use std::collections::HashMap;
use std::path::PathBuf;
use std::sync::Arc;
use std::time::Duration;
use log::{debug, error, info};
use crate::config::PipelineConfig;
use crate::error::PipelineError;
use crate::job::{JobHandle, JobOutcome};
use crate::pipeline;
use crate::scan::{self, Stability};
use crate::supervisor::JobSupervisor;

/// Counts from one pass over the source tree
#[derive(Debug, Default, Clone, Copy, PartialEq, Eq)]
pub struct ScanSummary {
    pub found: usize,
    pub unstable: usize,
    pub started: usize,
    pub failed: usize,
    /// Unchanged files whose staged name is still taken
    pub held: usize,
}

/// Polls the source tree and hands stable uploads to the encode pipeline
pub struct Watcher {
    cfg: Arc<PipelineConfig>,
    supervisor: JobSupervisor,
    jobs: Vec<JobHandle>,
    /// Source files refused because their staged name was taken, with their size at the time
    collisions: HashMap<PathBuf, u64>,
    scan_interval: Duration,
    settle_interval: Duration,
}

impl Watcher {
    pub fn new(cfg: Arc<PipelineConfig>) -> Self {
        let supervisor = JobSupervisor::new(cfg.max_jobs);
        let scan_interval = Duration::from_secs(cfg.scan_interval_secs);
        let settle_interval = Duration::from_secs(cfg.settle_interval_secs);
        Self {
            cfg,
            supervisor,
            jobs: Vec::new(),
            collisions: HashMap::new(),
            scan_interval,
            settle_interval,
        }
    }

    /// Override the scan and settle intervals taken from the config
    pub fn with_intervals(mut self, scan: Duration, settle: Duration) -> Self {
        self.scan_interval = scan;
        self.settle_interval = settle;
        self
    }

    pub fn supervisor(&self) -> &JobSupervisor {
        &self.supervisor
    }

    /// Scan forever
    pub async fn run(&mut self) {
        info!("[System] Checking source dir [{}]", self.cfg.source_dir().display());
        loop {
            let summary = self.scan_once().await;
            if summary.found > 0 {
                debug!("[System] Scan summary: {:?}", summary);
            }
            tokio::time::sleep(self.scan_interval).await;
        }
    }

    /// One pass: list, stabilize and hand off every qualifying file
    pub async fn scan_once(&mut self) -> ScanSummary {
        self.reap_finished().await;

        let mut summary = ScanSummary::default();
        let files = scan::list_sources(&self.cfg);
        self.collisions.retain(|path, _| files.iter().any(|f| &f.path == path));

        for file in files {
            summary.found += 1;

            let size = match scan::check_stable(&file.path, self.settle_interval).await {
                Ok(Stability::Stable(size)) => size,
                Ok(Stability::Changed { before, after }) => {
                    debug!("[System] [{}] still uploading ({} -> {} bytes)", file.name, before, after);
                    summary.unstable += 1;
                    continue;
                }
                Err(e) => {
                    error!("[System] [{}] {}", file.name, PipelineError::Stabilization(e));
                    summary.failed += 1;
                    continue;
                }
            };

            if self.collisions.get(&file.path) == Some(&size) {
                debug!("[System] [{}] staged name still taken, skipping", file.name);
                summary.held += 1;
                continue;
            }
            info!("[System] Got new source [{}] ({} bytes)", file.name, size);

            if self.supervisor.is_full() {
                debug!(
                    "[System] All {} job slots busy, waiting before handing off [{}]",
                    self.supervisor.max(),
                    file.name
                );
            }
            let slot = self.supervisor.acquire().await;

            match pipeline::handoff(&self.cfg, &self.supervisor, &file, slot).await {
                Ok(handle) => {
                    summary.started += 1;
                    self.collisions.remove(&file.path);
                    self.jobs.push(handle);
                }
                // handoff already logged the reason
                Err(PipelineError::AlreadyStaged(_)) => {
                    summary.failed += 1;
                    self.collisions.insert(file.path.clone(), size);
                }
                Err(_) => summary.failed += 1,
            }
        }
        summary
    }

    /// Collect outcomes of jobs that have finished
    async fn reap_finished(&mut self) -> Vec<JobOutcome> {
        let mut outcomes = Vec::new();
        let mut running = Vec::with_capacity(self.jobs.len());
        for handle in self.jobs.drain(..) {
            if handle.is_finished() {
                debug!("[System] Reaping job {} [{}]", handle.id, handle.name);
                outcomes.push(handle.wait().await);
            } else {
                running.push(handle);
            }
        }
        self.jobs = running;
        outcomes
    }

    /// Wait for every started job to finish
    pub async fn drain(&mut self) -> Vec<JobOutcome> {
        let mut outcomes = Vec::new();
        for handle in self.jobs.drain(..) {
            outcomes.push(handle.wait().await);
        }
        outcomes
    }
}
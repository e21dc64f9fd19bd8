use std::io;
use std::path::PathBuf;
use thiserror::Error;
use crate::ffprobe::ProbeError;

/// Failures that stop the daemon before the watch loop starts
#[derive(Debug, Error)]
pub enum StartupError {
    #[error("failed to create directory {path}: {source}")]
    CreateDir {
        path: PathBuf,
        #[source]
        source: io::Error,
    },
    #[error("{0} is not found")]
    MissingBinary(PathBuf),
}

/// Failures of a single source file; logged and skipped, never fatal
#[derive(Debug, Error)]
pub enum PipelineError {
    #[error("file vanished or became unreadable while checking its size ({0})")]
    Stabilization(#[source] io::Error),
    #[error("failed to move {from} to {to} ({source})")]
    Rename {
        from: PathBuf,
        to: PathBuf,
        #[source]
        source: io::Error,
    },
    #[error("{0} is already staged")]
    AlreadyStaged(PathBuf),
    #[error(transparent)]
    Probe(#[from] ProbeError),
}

☆ ☆ ☆

● What is required
Pull every line with the word "found" from the data.

● Task result
    pub found: usize,
            if summary.found > 0 {
            summary.found += 1;
    #[error("{0} is not found")]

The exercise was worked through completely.